Importa lembrar o poema A argonáutica, de Apolônio de Rodes, em que, para sobreviver à sedução irresistível, o próprio Orfeu usa a lira para eclipsar as sereias. O poema nos sugere que para resistir ao canto sedutor é preciso um sobrecanto, um canto paralelo: a luta erótica da voz contra (e a favor de) a voz. Algo difícil de ser entendido numa sociedade em que a audição (a potência vocal) perdeu demasiado espaço (principalmente) para a visão.

Com isso, em processo complexo, aliado à imagem judaica-cristã da mulher como causa da queda do homem, a sereia perde o conhecimento que lhe definia e atravessa nosso tempo apenas como ser belo e sedutor. Mesmo que a força da voz ainda se destaque, hoje ela divide espaço com o apelo da beleza física que invade a imaginação e o pensamento sobre as sirenas: a linda e sexual mulher não humana com calda de peixe.

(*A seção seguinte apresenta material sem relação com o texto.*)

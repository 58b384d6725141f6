//! Per-run metadata cache.
//!
//! Every package is fetched at most once per resolution run. Independent
//! packages are prefetched concurrently; each result is an immutable list
//! shared by reference afterwards. Transient failures are retried here with
//! exponential backoff so the solver only ever sees final answers.

use futures_util::stream::{self, StreamExt};
use std::collections::HashMap;
use std::sync::Arc;
use std::time::Duration;

use tern_core::name::PackageName;

use crate::provider::{MetadataError, PackageCandidate, PackageMetadataProvider};

pub type Candidates = Arc<Vec<PackageCandidate>>;

/// Retry and concurrency settings for metadata fetches.
#[derive(Debug, Clone, Copy)]
pub struct FetchPolicy {
    pub retries: u32,
    pub backoff: Duration,
    pub concurrency: usize,
}

impl Default for FetchPolicy {
    fn default() -> Self {
        Self {
            retries: 3,
            backoff: Duration::from_millis(50),
            concurrency: 8,
        }
    }
}

pub struct MetadataCache<'p, P> {
    provider: &'p P,
    policy: FetchPolicy,
    entries: HashMap<PackageName, Result<Candidates, MetadataError>>,
}

impl<'p, P: PackageMetadataProvider> MetadataCache<'p, P> {
    pub fn new(provider: &'p P, policy: FetchPolicy) -> Self {
        Self {
            provider,
            policy,
            entries: HashMap::new(),
        }
    }

    pub fn provider(&self) -> &'p P {
        self.provider
    }

    pub fn contains(&self, name: &PackageName) -> bool {
        self.entries.contains_key(name)
    }

    /// Candidates for `name`, fetching on first use.
    pub async fn get(&mut self, name: &PackageName) -> Result<Candidates, MetadataError> {
        if let Some(entry) = self.entries.get(name) {
            return entry.clone();
        }
        let result = fetch_with_retry(self.provider, name, self.policy).await;
        self.entries.insert(name.clone(), result.clone());
        result
    }

    /// Fetch every uncached name concurrently, at most
    /// `policy.concurrency` in flight. Errors are cached and surface when
    /// the package is actually needed.
    pub async fn prefetch<I>(&mut self, names: I)
    where
        I: IntoIterator<Item = PackageName>,
    {
        let mut missing: Vec<PackageName> = names
            .into_iter()
            .filter(|name| !self.entries.contains_key(name))
            .collect();
        missing.sort();
        missing.dedup();
        if missing.is_empty() {
            return;
        }
        tracing::debug!(count = missing.len(), "prefetching package metadata");

        let provider = self.provider;
        let policy = self.policy;
        let results: Vec<(PackageName, Result<Candidates, MetadataError>)> =
            stream::iter(missing)
                .map(|name| async move {
                    let result = fetch_with_retry(provider, &name, policy).await;
                    (name, result)
                })
                .buffer_unordered(policy.concurrency.max(1))
                .collect()
                .await;
        self.entries.extend(results);
    }
}

async fn fetch_with_retry<P: PackageMetadataProvider>(
    provider: &P,
    name: &PackageName,
    policy: FetchPolicy,
) -> Result<Candidates, MetadataError> {
    let mut attempt = 0u32;
    loop {
        match provider.candidates_for(name).await {
            Ok(candidates) => {
                tracing::trace!(package = %name, versions = candidates.len(), "fetched metadata");
                return Ok(Arc::new(candidates));
            }
            Err(err) if err.is_transient() && attempt < policy.retries => {
                let delay = policy.backoff.saturating_mul(1u32 << attempt.min(16));
                tracing::warn!(
                    package = %name,
                    attempt = attempt + 1,
                    delay_ms = delay.as_millis() as u64,
                    "transient metadata failure, retrying: {err}"
                );
                tokio::time::sleep(delay).await;
                attempt += 1;
            }
            Err(err) => return Err(err),
        }
    }
}

#[cfg(test)]
mod tests {
    use super::*;
    use crate::provider::StaticProvider;

    fn name(s: &str) -> PackageName {
        PackageName::new(s).unwrap()
    }

    fn fast() -> FetchPolicy {
        FetchPolicy {
            retries: 3,
            backoff: Duration::from_millis(1),
            concurrency: 4,
        }
    }

    #[tokio::test]
    async fn fetches_each_package_once() {
        let mut provider = StaticProvider::new();
        provider.add_simple("a", "1.0", &[]).unwrap();
        provider.add_simple("b", "1.0", &[]).unwrap();
        let mut cache = MetadataCache::new(&provider, fast());
        cache.prefetch([name("a"), name("b"), name("a")]).await;
        assert_eq!(provider.fetch_count(), 2);
        assert_eq!(cache.get(&name("a")).await.unwrap().len(), 1);
        assert_eq!(provider.fetch_count(), 2);
    }

    #[tokio::test]
    async fn retries_transient_failures() {
        let mut provider = StaticProvider::new();
        provider.add_simple("flaky", "1.0", &[]).unwrap();
        provider.fail(
            &name("flaky"),
            2,
            MetadataError::Transient {
                name: name("flaky"),
                message: "timeout".to_string(),
            },
        );
        let mut cache = MetadataCache::new(&provider, fast());
        assert!(cache.get(&name("flaky")).await.is_ok());
        assert_eq!(provider.fetch_count(), 3);
    }

    #[tokio::test]
    async fn gives_up_after_bounded_retries() {
        let mut provider = StaticProvider::new();
        provider.add_simple("down", "1.0", &[]).unwrap();
        provider.fail(
            &name("down"),
            10,
            MetadataError::Transient {
                name: name("down"),
                message: "503".to_string(),
            },
        );
        let mut cache = MetadataCache::new(&provider, fast());
        assert!(matches!(
            cache.get(&name("down")).await,
            Err(MetadataError::Transient { .. })
        ));
        assert_eq!(provider.fetch_count(), 4);
    }

    #[tokio::test]
    async fn permanent_failures_are_not_retried() {
        let provider = StaticProvider::new();
        provider.fail(
            &name("gone"),
            1,
            MetadataError::Permanent {
                name: name("gone"),
                message: "410".to_string(),
            },
        );
        let mut cache = MetadataCache::new(&provider, fast());
        assert!(cache.get(&name("gone")).await.is_err());
        assert_eq!(provider.fetch_count(), 1);
    }
}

Nunca é demais lembrar que mais do que o canto (ou em proporções iguais) o silêncio sirênico é terrível. Afinal, precisamos ser cantados. Cheio de metáforas, o que o sujeito da canção "Peixes" nos sugere é que este canto pode ser construído por cada um: significar e singularizar a própria vida.

O sujeito desenhado por Mariana Aydar faz isso acompanhando a banda passar (sim, a princípio a melodia lembra uma marcha), mas, por fim, exorcizando-se com um grito aterrador e introdutor do sujeito (nós: híbridos - peixes, pássaros, pessoas) na vida.




***

Peixes
(Nenung)


Peixes são iguais a pássaros
Só que cantam sem ruído
som que não vai ser ouvido

Voam águias pelas águas
Nadadeiras como asas
que deslizam entre nuvens

Peixes, pássaros, pessoas
nos aquários, nas gaiolas
pelas salas e sacadas
afogados no destino
de morrer como decoração das casas

Nós vivemos como peixes
com a voz que em nós calamos
com essa paz que não achamos

Nós morremos como peixes
O amor que não vivemos
Satisfeitos mais ou menos
Todas as iscas que mordemos
Os anzóis atravessados
nossos gritos abafados




* Pesquisador de canção, ensaísta, especialista e mestre em Literatura Brasileira pela Universidade Estadual do Rio de Janeiro (UERJ) e doutor em Literatura Comparada, Leonardo também é autor do livro "Canção: a musa híbrida de Caetano Veloso" e está presente nos livros "Caetano e a filosofia", assim como também na coletânea "Muitos: outras leituras de Caetano Veloso". Além desses atributos é titular dos blogs "Lendo a canção", "Mirar e Ver", "365 Canções".